Detroit's public retirees were offered the choice between taking a serious but hopefully not catastrophic cut to their pensions and risking catastrophic cuts in the fight to preserve all of what they earned. Those who voted overwhelmingly
chose to take the guaranteed but limited cut:
Under the city’s plan, general municipal retirees could expect 4.5 percent cuts to their pension payments, as well as an end to cost-of-living raises. Retired firefighters and police officers would see no cuts in their monthly pensions checks, but could expect smaller than expected cost-of-living raises.

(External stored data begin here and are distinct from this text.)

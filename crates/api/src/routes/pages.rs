//! Page Routes: home, index, login, logout

use axum::{
    extract::{Query, State},
    http::{header, HeaderMap, StatusCode},
    response::{Html, IntoResponse, Redirect, Response},
    Form,
};
use serde::Deserialize;
use session_auth::INVALID_CREDENTIALS_MESSAGE;
use tracing::warn;

use crate::auth::{clear_session_cookie, current_session, set_session_cookie, RequireLogin};
use crate::views::{self, IndexView};
use crate::SharedState;

/// Notice shown after logging out
pub const LOGGED_OUT_MESSAGE: &str = "You were just logged out!";

/// `/` sends users to the form or to the login page
pub async fn home(State(state): State<SharedState>, headers: HeaderMap) -> Redirect {
    if current_session(&headers, &state).is_some() {
        Redirect::to("/index")
    } else {
        Redirect::to("/login")
    }
}

/// Welcome page with the prediction form
pub async fn welcome(RequireLogin(user): RequireLogin) -> Html<String> {
    Html(views::index_page(&IndexView {
        username: &user.username,
        ..Default::default()
    }))
}

/// Query parameters for the login page
#[derive(Debug, Default, Deserialize)]
pub struct LoginQuery {
    /// Set by the logout redirect
    #[serde(default)]
    pub logged_out: bool,
}

/// Login form submission
#[derive(Debug, Deserialize)]
pub struct LoginForm {
    #[serde(default)]
    pub username: String,
    #[serde(default)]
    pub password: String,
}

pub async fn login_form(Query(query): Query<LoginQuery>) -> Html<String> {
    let notice = query.logged_out.then_some(LOGGED_OUT_MESSAGE);
    Html(views::login_page(None, notice))
}

pub async fn login_submit(State(state): State<SharedState>, Form(form): Form<LoginForm>) -> Response {
    match state.auth.authenticate(&form.username, &form.password) {
        Ok(issued) => {
            let cookie = set_session_cookie(
                &issued.token,
                state.auth.sessions().ttl_seconds(),
                state.secure_cookie,
            );
            ([(header::SET_COOKIE, cookie)], Redirect::to("/index")).into_response()
        }
        Err(session_auth::AuthError::InvalidCredentials) => (
            StatusCode::OK,
            Html(views::login_page(Some(INVALID_CREDENTIALS_MESSAGE), None)),
        )
            .into_response(),
        Err(e) => {
            warn!("Login failed: {}", e);
            (
                StatusCode::INTERNAL_SERVER_ERROR,
                Html(views::login_page(Some("Login is unavailable right now."), None)),
            )
                .into_response()
        }
    }
}

/// Revokes the current session (if any) and clears the cookie
pub async fn logout(State(state): State<SharedState>, headers: HeaderMap) -> Response {
    if let Some(context) = current_session(&headers, &state) {
        if let Err(e) = state.auth.logout(&context) {
            warn!("Could not revoke session {}: {}", context.session_id, e);
        }
    }

    (
        [(header::SET_COOKIE, clear_session_cookie())],
        Redirect::to("/login?logged_out=true"),
    )
        .into_response()
}
//! Configured login credentials

/// The single username/password pair allowed to log in
#[derive(Clone)]
pub struct Credentials {
    username: String,
    password: String,
}

impl Credentials {
    pub fn new(username: impl Into<String>, password: impl Into<String>) -> Self {
        Self {
            username: username.into(),
            password: password.into(),
        }
    }

    /// Compare both fields without short-circuiting on the first mismatch
    pub fn matches(&self, username: &str, password: &str) -> bool {
        let user_ok = constant_time_eq(self.username.as_bytes(), username.as_bytes());
        let pass_ok = constant_time_eq(self.password.as_bytes(), password.as_bytes());
        user_ok & pass_ok
    }

    pub fn username(&self) -> &str {
        &self.username
    }
}

impl std::fmt::Debug for Credentials {
    fn fmt(&self, f: &mut std::fmt::Formatter<'_>) -> std::fmt::Result {
        f.debug_struct("Credentials")
            .field("username", &self.username)
            .field("password", &"***")
            .finish()
    }
}

/// Constant-time byte comparison (length is not hidden)
fn constant_time_eq(a: &[u8], b: &[u8]) -> bool {
    if a.len() != b.len() {
        return false;
    }
    a.iter().zip(b).fold(0u8, |acc, (x, y)| acc | (x ^ y)) == 0
}

#[cfg(test)]
mod tests {
    use super::*;

    #[test]
    fn test_default_pair() {
        let creds = Credentials::new("test", "test");
        assert!(creds.matches("test", "test"));
        assert!(!creds.matches("test", "Test"));
        assert!(!creds.matches("admin", "test"));
        assert!(!creds.matches("", ""));
    }

    #[test]
    fn test_debug_hides_password() {
        let creds = Credentials::new("test", "hunter2");
        let printed = format!("{:?}", creds);
        assert!(!printed.contains("hunter2"));
    }

    #[test]
    fn test_constant_time_eq() {
        assert!(constant_time_eq(b"abc", b"abc"));
        assert!(!constant_time_eq(b"abc", b"abd"));
        assert!(!constant_time_eq(b"abc", b"abcd"));
    }
}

Among retired and active firefighters and police who chose to cast votes, 82 percent voted in favor of the plan, officials said late Monday. And among general workers and retirees, 73 percent voted in favor. About 15,600 workers and retirees opted to vote from among about 32,000 who could have.
Two major bond insurers
plan to fight the deal, saying the retirees getting to keep their modest pensions would be unfair to big-time finance companies. Because being a janitor or clerical worker providing decades of service to a city with part of your pay deferred to provide a pension for your retirement and being a giant bond insurer making a calculated risk are exactly the same thing, right? Alan Pyke offers
some of the background that led Detroit's retirees to this point:
Questions remain about the broader bankruptcy process. There is significant evidence that top officials including emergency manager Kevyn Orr were always planning to push the city into bankruptcy court. Workers, pension fund representatives, and even the judge in the case say they were railroaded at various points by Orr, who managed to preserve the narrative that pension cuts were both inevitable and just despite the fact that it was Wall Street and mayoral corruption, not workers, that blew up Detroit’s accounting books. Orr’s numbers on pension shortfalls appeared to be so exaggerated that one municipal financing expert accused him of “pension voodoo” last summer. And Orr’s old lawfirm, Jones Day, is charging the city tens of millions of dollars for work on the bankruptcy case.
In that context, getting away with "only" a 4.5 percent reduction and the elimination of cost of living adjustments to the pensions around which they planned their retirements actually does look like a win for Detroit retirees. A twisted, awful, unjust one, but worlds better than the total destruction it looked like they might be facing.